Return To The Planet of the Umps

I've been umpiring a lot of softball lately.  My coaching only covers two days a week, and baseball is in intermission at this point.  If you're hooked on the diamond, watching goes so far: may as well watch and have some say.

I first umpired a couple of years ago.  I enjoyed it, but worked all Minor Softball games.  Since we were only intrapark, it was pretty much a snoozefest.  Lots of walks and girls learning NOT to swing the bat to be successful.  Including seven and eight year-old players in minor ball instead of a machine pitch environment also taught them to depend on the older players while they spent a lot of time playing in the outfield.  By the time they are nine, they are bored with the game and decide X-box would be better.

As coaches, we tried to keep play equal, but the kids like to win, too.  The younger kids weren't learning where to make the plays, so it was not automatic by the time they got into minors.  I always believed this was the case.
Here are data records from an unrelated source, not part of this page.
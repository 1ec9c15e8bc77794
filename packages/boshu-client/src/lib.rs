//! Pure boshu board REST client.
//!
//! A minimal client for the boshu recruitment-board API. Fetches the
//! `items_bundle` endpoint of one board and decodes its length-prefixed
//! document stream.
//!
//! # Example
//!
//! ```rust,ignore
//! use boshu_client::{BoshuClient, BundleElement};
//!
//! let client = BoshuClient::new("pokemonTeraraid");
//!
//! let elements: Vec<BundleElement> = client
//!     .fetch_items(&[("limit", "30".to_string())])
//!     .await?;
//! ```

pub mod decode;
pub mod error;
pub mod types;

pub use decode::decode_bundle;
pub use error::{BoshuError, Result};
pub use types::{ArrayValue, BundleElement, Document, FieldValue, TimestampValue};

use serde::de::DeserializeOwned;

const DEFAULT_BASE_URL: &str = "https://asia-northeast1-boshu-prod.cloudfunctions.net/boshu";

pub struct BoshuClient {
    client: reqwest::Client,
    base_url: String,
    board: String,
}

impl BoshuClient {
    pub fn new(board: impl Into<String>) -> Self {
        Self::with_base_url(DEFAULT_BASE_URL, board)
    }

    pub fn with_base_url(base_url: impl Into<String>, board: impl Into<String>) -> Self {
        Self {
            client: reqwest::Client::new(),
            base_url: base_url.into(),
            board: board.into(),
        }
    }

    /// Fetch the raw items bundle for one board query. The body is a
    /// concatenation of length-prefixed JSON documents; see [`decode_bundle`].
    pub async fn fetch_items_bundle(&self, query: &[(&str, String)]) -> Result<Vec<u8>> {
        let url = format!("{}/boards/{}/items_bundle", self.base_url, self.board);
        let resp = self.client.get(&url).query(query).send().await?;

        let status = resp.status();
        if !status.is_success() {
            let body = resp.text().await.unwrap_or_default();
            return Err(BoshuError::Api {
                status: status.as_u16(),
                message: body,
            });
        }

        let bytes = resp.bytes().await?;
        tracing::debug!(board = %self.board, len = bytes.len(), "Fetched items bundle");
        Ok(bytes.to_vec())
    }

    /// Fetch and decode in one step.
    pub async fn fetch_items<T: DeserializeOwned>(&self, query: &[(&str, String)]) -> Result<Vec<T>> {
        let raw = self.fetch_items_bundle(query).await?;
        decode_bundle(&raw)
    }
}
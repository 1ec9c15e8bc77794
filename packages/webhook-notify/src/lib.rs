//! Webhook-based notification senders.
//!
//! Thin clients for the two delivery channels the watcher can announce on: a
//! Discord webhook and a Telegram bot chat. Both take a pre-rendered message
//! string; formatting is the caller's concern.

pub mod error;

pub use error::{NotifyError, Result};

pub struct DiscordWebhook {
    client: reqwest::Client,
    url: String,
}

impl DiscordWebhook {
    pub fn new(url: impl Into<String>) -> Self {
        Self {
            client: reqwest::Client::new(),
            url: url.into(),
        }
    }

    /// Post one message to the webhook. Discord renders its own markdown
    /// dialect; the content is sent verbatim.
    pub async fn post(&self, content: &str) -> Result<()> {
        let resp = self
            .client
            .post(&self.url)
            .json(&serde_json::json!({ "content": content }))
            .send()
            .await?;

        let status = resp.status();
        if !status.is_success() {
            let body = resp.text().await.unwrap_or_default();
            return Err(NotifyError::Api {
                status: status.as_u16(),
                message: body,
            });
        }

        tracing::debug!(len = content.len(), "Delivered Discord webhook message");
        Ok(())
    }
}

pub struct TelegramBot {
    client: reqwest::Client,
    token: String,
    chat_id: String,
}

impl TelegramBot {
    pub fn new(token: impl Into<String>, chat_id: impl Into<String>) -> Self {
        Self {
            client: reqwest::Client::new(),
            token: token.into(),
            chat_id: chat_id.into(),
        }
    }

    /// Send one HTML-formatted message to the configured chat.
    pub async fn send_message(&self, text: &str) -> Result<()> {
        let url = format!("https://api.telegram.org/bot{}/sendMessage", self.token);
        let resp = self
            .client
            .post(&url)
            .json(&serde_json::json!({
                "chat_id": self.chat_id,
                "text": text,
                "parse_mode": "HTML",
            }))
            .send()
            .await?;

        let status = resp.status();
        if !status.is_success() {
            let body = resp.text().await.unwrap_or_default();
            return Err(NotifyError::Api {
                status: status.as_u16(),
                message: body,
            });
        }

        tracing::debug!(chat_id = %self.chat_id, "Delivered Telegram message");
        Ok(())
    }
}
Umpiring opened my eyes to how right I was. The biggest difference in play was with...catchers.  We have ladies at our league who can catch the ball and sometimes stop it.  Every visiting team using the machine pitch system had a catcher who not only stopped the ball, but knew how to call out the play, talk to their team.  One extreme case called time, and said, "I have to tell the pitcher a joke."  It is a very underrated item in the catcher's arsenal and I've actually seen it turn a game around.  She didn't learn that standing in the outfield.

One argument for playing seven and eight year-old players in minor ball is to develop pitching.  Except in very rare circumstances, pitching is not learned in a Little League season: it is too short to effectively teach from scratch.  Personal time spent practicing will develop pitchers: release balls, catch in the backyard, and lessons from true pitching teachers are needed.  While the motion is basically natural, the muscle memory is earned from repetition.

Girls, put in the time and effort to get good at every phase of the game.  I'll try to call them well.